### Entries supplied
● ● ● ● ●
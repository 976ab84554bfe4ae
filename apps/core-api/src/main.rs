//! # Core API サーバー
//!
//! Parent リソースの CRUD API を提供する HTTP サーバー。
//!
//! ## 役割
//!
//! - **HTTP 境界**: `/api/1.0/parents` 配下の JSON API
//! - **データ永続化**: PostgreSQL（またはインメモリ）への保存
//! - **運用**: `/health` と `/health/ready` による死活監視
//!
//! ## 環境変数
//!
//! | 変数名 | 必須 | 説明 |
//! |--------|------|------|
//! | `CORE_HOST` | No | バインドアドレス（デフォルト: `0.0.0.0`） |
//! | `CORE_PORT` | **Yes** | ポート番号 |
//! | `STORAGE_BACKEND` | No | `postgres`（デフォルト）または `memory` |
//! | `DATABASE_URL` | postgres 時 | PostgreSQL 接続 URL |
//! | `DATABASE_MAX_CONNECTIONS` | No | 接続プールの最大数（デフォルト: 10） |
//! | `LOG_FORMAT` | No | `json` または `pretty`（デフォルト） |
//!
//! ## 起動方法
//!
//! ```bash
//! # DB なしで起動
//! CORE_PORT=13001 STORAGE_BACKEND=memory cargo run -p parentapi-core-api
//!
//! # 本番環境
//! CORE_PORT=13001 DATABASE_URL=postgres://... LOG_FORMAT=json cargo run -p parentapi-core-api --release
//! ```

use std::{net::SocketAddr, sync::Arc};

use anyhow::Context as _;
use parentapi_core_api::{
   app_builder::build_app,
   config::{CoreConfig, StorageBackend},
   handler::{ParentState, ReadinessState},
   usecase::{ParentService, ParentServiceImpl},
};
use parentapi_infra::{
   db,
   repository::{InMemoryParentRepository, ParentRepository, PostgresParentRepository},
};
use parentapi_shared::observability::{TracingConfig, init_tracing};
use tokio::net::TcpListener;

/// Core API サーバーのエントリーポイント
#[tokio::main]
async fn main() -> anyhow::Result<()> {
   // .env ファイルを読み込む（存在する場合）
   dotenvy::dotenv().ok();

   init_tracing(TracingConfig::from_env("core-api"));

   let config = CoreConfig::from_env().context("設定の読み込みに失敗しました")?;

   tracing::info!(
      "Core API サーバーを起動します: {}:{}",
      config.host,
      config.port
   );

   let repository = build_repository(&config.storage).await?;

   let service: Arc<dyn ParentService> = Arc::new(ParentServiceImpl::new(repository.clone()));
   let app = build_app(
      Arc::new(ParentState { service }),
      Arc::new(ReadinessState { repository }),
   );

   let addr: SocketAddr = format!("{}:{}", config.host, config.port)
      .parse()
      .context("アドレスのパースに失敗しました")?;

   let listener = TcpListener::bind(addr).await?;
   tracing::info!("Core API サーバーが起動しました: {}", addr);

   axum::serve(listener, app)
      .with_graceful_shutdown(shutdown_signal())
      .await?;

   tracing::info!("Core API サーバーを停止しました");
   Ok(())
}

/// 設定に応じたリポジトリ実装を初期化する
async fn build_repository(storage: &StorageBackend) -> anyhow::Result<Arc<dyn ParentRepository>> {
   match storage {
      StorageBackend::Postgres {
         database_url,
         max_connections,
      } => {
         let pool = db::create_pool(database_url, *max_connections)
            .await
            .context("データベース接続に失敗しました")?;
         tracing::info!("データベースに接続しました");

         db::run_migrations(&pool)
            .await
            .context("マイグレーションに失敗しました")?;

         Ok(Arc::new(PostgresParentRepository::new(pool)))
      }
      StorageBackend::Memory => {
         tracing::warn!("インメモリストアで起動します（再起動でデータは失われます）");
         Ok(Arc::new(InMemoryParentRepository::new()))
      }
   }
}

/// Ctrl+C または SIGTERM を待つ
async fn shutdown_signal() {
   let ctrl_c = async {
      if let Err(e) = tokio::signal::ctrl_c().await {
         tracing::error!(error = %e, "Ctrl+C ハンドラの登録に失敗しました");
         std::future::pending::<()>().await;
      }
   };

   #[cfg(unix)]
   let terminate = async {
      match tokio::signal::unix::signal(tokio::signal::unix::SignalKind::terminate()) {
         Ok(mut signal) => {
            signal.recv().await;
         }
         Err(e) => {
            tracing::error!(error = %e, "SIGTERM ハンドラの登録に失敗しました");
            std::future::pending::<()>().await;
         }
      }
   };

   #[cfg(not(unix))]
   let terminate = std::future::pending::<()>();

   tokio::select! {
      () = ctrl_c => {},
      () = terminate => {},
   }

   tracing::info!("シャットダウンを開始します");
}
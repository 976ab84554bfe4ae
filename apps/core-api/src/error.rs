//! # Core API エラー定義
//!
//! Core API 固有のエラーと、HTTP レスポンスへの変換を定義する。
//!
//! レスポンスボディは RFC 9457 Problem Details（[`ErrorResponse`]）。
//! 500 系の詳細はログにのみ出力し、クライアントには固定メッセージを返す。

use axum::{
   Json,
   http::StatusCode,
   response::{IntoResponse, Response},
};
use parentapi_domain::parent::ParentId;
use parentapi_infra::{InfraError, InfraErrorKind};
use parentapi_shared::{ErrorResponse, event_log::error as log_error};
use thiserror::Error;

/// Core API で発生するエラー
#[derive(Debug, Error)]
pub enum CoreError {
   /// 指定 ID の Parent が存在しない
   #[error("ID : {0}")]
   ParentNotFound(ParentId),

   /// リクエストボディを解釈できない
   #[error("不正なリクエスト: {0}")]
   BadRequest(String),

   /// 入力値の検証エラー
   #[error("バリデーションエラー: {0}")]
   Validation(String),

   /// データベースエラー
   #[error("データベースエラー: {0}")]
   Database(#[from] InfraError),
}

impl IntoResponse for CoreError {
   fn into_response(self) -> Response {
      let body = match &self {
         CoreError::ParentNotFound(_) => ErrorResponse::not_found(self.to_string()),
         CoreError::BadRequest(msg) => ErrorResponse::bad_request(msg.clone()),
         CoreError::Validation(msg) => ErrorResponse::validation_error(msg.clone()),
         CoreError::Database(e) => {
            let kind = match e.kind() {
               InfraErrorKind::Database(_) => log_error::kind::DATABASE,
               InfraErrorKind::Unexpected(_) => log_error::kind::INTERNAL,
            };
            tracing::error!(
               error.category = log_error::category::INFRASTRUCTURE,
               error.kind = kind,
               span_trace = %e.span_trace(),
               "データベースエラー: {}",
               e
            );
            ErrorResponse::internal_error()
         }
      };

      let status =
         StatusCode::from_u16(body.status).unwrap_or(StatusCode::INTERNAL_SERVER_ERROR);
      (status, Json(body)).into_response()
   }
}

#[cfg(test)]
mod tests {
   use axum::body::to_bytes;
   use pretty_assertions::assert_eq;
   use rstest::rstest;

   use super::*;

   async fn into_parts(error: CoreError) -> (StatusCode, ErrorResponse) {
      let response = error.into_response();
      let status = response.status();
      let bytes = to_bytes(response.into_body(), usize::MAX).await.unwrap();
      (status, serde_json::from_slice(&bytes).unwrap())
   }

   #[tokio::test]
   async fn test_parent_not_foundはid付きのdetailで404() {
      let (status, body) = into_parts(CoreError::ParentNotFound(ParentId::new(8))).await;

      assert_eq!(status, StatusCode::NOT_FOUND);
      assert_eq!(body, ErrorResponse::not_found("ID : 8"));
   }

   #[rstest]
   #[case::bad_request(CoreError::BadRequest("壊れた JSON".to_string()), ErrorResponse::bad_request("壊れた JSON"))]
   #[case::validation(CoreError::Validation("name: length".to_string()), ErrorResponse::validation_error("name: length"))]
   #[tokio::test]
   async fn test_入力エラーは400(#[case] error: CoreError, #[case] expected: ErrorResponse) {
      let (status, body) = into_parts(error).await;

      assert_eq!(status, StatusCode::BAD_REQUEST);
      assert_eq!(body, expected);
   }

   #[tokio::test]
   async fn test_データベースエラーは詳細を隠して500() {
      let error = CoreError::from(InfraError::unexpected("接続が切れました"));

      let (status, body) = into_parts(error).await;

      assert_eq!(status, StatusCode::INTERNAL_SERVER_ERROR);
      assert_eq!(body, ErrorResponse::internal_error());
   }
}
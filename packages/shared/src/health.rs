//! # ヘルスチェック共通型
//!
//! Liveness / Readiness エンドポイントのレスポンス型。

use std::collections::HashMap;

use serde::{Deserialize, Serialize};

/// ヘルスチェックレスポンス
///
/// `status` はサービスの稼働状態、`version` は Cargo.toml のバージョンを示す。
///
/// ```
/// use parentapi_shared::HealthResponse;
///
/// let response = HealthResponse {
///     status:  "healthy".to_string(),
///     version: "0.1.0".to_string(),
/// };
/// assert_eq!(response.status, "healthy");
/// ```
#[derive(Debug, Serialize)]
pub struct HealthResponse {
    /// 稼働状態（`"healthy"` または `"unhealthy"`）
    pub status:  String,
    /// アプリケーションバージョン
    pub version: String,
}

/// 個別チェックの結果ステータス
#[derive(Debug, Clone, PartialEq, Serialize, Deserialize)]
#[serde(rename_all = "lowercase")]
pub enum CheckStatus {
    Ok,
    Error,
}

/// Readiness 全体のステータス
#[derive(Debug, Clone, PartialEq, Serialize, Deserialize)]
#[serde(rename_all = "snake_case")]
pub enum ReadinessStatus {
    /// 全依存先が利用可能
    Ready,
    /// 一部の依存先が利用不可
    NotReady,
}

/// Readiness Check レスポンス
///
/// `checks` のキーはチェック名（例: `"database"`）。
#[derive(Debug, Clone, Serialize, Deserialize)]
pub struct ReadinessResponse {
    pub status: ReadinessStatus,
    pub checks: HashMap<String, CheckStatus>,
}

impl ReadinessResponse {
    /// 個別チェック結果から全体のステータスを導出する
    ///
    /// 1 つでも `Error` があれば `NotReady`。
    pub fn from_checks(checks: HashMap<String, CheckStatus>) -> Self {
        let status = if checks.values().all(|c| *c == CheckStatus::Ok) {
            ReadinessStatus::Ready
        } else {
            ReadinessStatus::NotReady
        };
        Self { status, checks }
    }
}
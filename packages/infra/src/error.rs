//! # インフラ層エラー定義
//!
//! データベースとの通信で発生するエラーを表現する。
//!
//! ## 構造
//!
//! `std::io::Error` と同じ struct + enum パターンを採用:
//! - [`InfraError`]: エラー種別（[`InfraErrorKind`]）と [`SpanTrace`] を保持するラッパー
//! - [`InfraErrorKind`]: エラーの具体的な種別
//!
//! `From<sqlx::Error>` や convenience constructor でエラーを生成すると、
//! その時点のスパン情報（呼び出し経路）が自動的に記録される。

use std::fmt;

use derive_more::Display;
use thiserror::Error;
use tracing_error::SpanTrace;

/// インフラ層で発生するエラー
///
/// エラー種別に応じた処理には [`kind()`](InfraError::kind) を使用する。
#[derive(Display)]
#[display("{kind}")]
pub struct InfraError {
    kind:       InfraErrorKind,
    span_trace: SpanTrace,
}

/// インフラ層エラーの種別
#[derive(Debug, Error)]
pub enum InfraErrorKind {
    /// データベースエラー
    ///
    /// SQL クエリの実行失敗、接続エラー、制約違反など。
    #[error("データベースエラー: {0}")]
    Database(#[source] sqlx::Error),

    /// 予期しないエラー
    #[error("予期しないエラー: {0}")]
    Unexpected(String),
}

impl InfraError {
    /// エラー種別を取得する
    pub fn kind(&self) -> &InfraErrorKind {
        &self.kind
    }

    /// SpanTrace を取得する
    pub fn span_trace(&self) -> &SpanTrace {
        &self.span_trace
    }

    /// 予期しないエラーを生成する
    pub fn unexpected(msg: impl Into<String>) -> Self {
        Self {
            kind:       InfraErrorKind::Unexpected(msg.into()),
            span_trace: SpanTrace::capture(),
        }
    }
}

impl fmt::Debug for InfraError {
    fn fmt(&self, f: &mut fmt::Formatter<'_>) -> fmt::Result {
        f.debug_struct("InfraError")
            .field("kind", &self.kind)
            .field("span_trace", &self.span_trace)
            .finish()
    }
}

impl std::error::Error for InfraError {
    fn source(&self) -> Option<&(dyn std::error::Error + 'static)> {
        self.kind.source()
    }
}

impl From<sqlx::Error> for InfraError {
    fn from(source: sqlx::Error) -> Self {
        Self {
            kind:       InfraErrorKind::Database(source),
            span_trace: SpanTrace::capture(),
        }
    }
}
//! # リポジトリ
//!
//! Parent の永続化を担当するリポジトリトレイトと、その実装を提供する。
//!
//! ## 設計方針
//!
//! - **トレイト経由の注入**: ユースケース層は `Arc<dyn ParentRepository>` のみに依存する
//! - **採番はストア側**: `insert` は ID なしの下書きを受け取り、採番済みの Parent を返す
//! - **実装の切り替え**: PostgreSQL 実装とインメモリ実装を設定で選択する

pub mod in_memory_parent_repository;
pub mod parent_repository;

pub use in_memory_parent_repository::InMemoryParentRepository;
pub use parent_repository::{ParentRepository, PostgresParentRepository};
● ● ● ● ●
### Try it
Copy each line of the data above that holds "tokio".

### Solved problem
use tokio::net::TcpListener;
#[tokio::main]
      if let Err(e) = tokio::signal::ctrl_c().await {
      match tokio::signal::unix::signal(tokio::signal::unix::SignalKind::terminate()) {
   tokio::select! {
   #[tokio::test]
   #[tokio::test]
   #[tokio::test]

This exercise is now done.